TASK DESCRIPTION:
How many of the lines below have the word "await" in them? The answer is that number and nothing more.

MATERIAL TO PROCESS:
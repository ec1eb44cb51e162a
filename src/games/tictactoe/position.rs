//! Typed board positions for tic-tac-toe moves.

use super::types::Board;
use tracing::instrument;

/// A position on the tic-tac-toe board (0-8, row-major).
#[derive(Debug, Clone, Copy, PartialEq, Eq, Hash, PartialOrd, Ord, strum::EnumIter)]
pub enum Position {
    /// Top-left (position 0)
    TopLeft,
    /// Top-center (position 1)
    TopCenter,
    /// Top-right (position 2)
    TopRight,
    /// Middle-left (position 3)
    MiddleLeft,
    /// Center (position 4)
    Center,
    /// Middle-right (position 5)
    MiddleRight,
    /// Bottom-left (position 6)
    BottomLeft,
    /// Bottom-center (position 7)
    BottomCenter,
    /// Bottom-right (position 8)
    BottomRight,
}

impl Position {
    /// All 9 positions in ascending index order.
    pub const ALL: [Position; 9] = [
        Position::TopLeft,
        Position::TopCenter,
        Position::TopRight,
        Position::MiddleLeft,
        Position::Center,
        Position::MiddleRight,
        Position::BottomLeft,
        Position::BottomCenter,
        Position::BottomRight,
    ];

    /// Corner positions in the order the bot considers them.
    pub const CORNERS: [Position; 4] = [
        Position::TopLeft,
        Position::TopRight,
        Position::BottomLeft,
        Position::BottomRight,
    ];

    /// Get label for this position (for display).
    pub fn label(&self) -> &'static str {
        match self {
            Position::TopLeft => "Top-left",
            Position::TopCenter => "Top-center",
            Position::TopRight => "Top-right",
            Position::MiddleLeft => "Middle-left",
            Position::Center => "Center",
            Position::MiddleRight => "Middle-right",
            Position::BottomLeft => "Bottom-left",
            Position::BottomCenter => "Bottom-center",
            Position::BottomRight => "Bottom-right",
        }
    }

    /// Converts position to board index (0-8).
    pub fn to_index(self) -> usize {
        self as usize
    }

    /// Creates position from board index.
    pub fn from_index(index: usize) -> Option<Self> {
        Self::ALL.get(index).copied()
    }

    /// Creates position from a keypad digit (1-9).
    #[instrument]
    pub fn from_key(c: char) -> Option<Self> {
        let digit = c.to_digit(10)? as usize;
        digit.checked_sub(1).and_then(Self::from_index)
    }

    /// Returns only the empty squares, in ascending index order.
    #[instrument(skip(board))]
    pub fn valid_moves(board: &Board) -> Vec<Position> {
        Self::ALL
            .iter()
            .copied()
            .filter(|pos| board.is_empty(*pos))
            .collect()
    }
}

impl std::fmt::Display for Position {
    fn fmt(&self, f: &mut std::fmt::Formatter<'_>) -> std::fmt::Result {
        write!(f, "{}", self.label())
    }
}
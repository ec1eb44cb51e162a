//! Terminal UI for strictly_tictactoe.

mod app;
mod input;
mod ui;

use anyhow::Result;
use crossterm::{
    event::{self, Event, KeyEventKind},
    execute,
    terminal::{EnterAlternateScreen, LeaveAlternateScreen, disable_raw_mode, enable_raw_mode},
};
use ratatui::{Terminal, backend::CrosstermBackend};
use std::io;
use strictly_tictactoe::GameConfig;
use tokio::time::{Duration, sleep};
use tracing::{error, info, instrument, warn};

use app::App;

/// Runs the TUI until the user quits.
///
/// Logs go to the configured file so they don't draw over the board.
pub async fn run_tui(config: GameConfig) -> Result<()> {
    let log_file = std::fs::File::create(config.log_file())?;
    let _ = tracing_subscriber::fmt()
        .with_env_filter(
            tracing_subscriber::EnvFilter::try_from_default_env()
                .unwrap_or_else(|_| tracing_subscriber::EnvFilter::new("info")),
        )
        .with_writer(std::sync::Arc::new(log_file))
        .with_ansi(false)
        .try_init();

    info!(mode = %config.mode(), "Starting Tic-Tac-Toe TUI");

    enable_raw_mode()?;
    // Dropped on every exit path, including a failed setup below.
    let restore = RestoreGuard::new(restore_terminal);
    let mut stdout = io::stdout();
    execute!(stdout, EnterAlternateScreen)?;
    let backend = CrosstermBackend::new(stdout);
    let mut terminal = Terminal::new(backend)?;

    let mut app = App::new(*config.mode());
    let res = run_app(&mut terminal, &mut app).await;

    drop(restore);
    terminal.show_cursor()?;

    if let Err(err) = &res {
        error!(error = ?err, "Game loop error");
    }
    info!("TUI exited");
    res
}

/// Leaves the alternate screen and raw mode, logging instead of failing.
fn restore_terminal() {
    if let Err(err) = execute!(io::stdout(), LeaveAlternateScreen) {
        warn!(error = %err, "Failed to leave alternate screen");
    }
    if let Err(err) = disable_raw_mode() {
        warn!(error = %err, "Failed to disable raw mode");
    }
}

/// Runs a cleanup closure when dropped.
struct RestoreGuard<F: FnOnce()> {
    restore: Option<F>,
}

impl<F: FnOnce()> RestoreGuard<F> {
    fn new(restore: F) -> Self {
        Self {
            restore: Some(restore),
        }
    }
}

impl<F: FnOnce()> Drop for RestoreGuard<F> {
    fn drop(&mut self) {
        if let Some(restore) = self.restore.take() {
            restore();
        }
    }
}

/// Draw, poll, apply: one pass per tick until the app wants to quit.
#[instrument(skip_all)]
async fn run_app<B: ratatui::backend::Backend>(
    terminal: &mut Terminal<B>,
    app: &mut App,
) -> Result<()>
where
    <B as ratatui::backend::Backend>::Error: Send + Sync + 'static,
{
    loop {
        terminal.draw(|f| ui::draw(f, app))?;

        if event::poll(Duration::from_millis(100))?
            && let Event::Key(key) = event::read()?
        {
            // crossterm reports both press and release on some platforms.
            if key.kind == KeyEventKind::Release {
                continue;
            }
            if let Some(action) = input::action_for(key) {
                app.handle_action(action);
            }
        }

        if app.should_quit() {
            return Ok(());
        }

        sleep(Duration::from_millis(10)).await;
    }
}
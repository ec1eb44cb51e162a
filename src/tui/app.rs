//! Application state and logic.

use strictly_tictactoe::{GameStatus, Mode, Position, Session, Turn};
use tracing::{debug, info, instrument, warn};

use super::input::{Action, move_cursor};

/// Main application state.
#[derive(Debug)]
pub struct App {
    session: Session,
    cursor: Position,
    last_event: Option<String>,
    should_quit: bool,
}

impl App {
    /// Creates a new application.
    #[instrument]
    pub fn new(mode: Mode) -> Self {
        Self {
            session: Session::new(mode),
            cursor: Position::Center,
            last_event: None,
            should_quit: false,
        }
    }

    /// Gets the current session.
    pub fn session(&self) -> &Session {
        &self.session
    }

    /// Gets the cursor position.
    pub fn cursor(&self) -> Position {
        self.cursor
    }

    /// Describes the most recent move or rejected input.
    pub fn last_event(&self) -> Option<&str> {
        self.last_event.as_deref()
    }

    /// Returns true once the user asked to leave.
    pub fn should_quit(&self) -> bool {
        self.should_quit
    }

    /// Applies one user action.
    #[instrument(skip(self))]
    pub fn handle_action(&mut self, action: Action) {
        debug!(?action, "Handling action");

        match action {
            Action::MoveCursor(key) => self.cursor = move_cursor(self.cursor, key),
            Action::PlayCursor => self.play(self.cursor),
            Action::Play(pos) => {
                self.cursor = pos;
                self.play(pos);
            }
            Action::Reset => {
                self.session.reset();
                self.last_event = None;
            }
            Action::ToggleMode => {
                self.session.set_mode(self.session.mode().toggle());
                self.last_event = Some(format!("Switched to {}", self.session.mode()));
            }
            Action::Quit => {
                info!("User quit");
                self.should_quit = true;
            }
        }
    }

    fn play(&mut self, pos: Position) {
        match self.session.play(pos) {
            Ok(turn) => self.last_event = Some(describe(&turn)),
            Err(e) => {
                // Rejected input leaves the game untouched.
                warn!(error = %e, position = %pos, "Move ignored");
                self.last_event = Some(e.to_string());
            }
        }
    }
}

fn describe(turn: &Turn) -> String {
    let mut text = format!("Played {}", turn.played);
    if let Some(reply) = turn.reply {
        text.push_str(&format!(", bot answered {}", reply));
    }
    if turn.status != GameStatus::InProgress {
        text.push_str(". Press 'r' to play again.");
    }
    text
}

#[cfg(test)]
mod tests {
    use super::*;
    use crossterm::event::KeyCode;

    #[test]
    fn test_play_cursor_in_bot_mode() {
        let mut app = App::new(Mode::PlayerVsBot);
        app.handle_action(Action::MoveCursor(KeyCode::Up));
        app.handle_action(Action::PlayCursor);

        let board = app.session().board();
        assert!(!board.is_empty(Position::TopCenter));
        // Bot takes the free center.
        assert!(!board.is_empty(Position::Center));
        assert_eq!(
            app.last_event(),
            Some("Played Top-center, bot answered Center")
        );
    }

    #[test]
    fn test_occupied_square_is_reported() {
        let mut app = App::new(Mode::PlayerVsPlayer);
        app.handle_action(Action::Play(Position::TopLeft));
        app.handle_action(Action::Play(Position::TopLeft));
        assert_eq!(app.last_event(), Some("Top-left is already occupied"));
    }

    #[test]
    fn test_toggle_mode_resets_board() {
        let mut app = App::new(Mode::PlayerVsPlayer);
        app.handle_action(Action::Play(Position::TopLeft));
        app.handle_action(Action::ToggleMode);
        assert_eq!(app.session().mode(), Mode::PlayerVsBot);
        assert_eq!(app.session().board(), &strictly_tictactoe::Board::new());
    }

    #[test]
    fn test_quit() {
        let mut app = App::new(Mode::PlayerVsPlayer);
        assert!(!app.should_quit());
        app.handle_action(Action::Quit);
        assert!(app.should_quit());
    }
}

PROBLEM SOLUTION:
2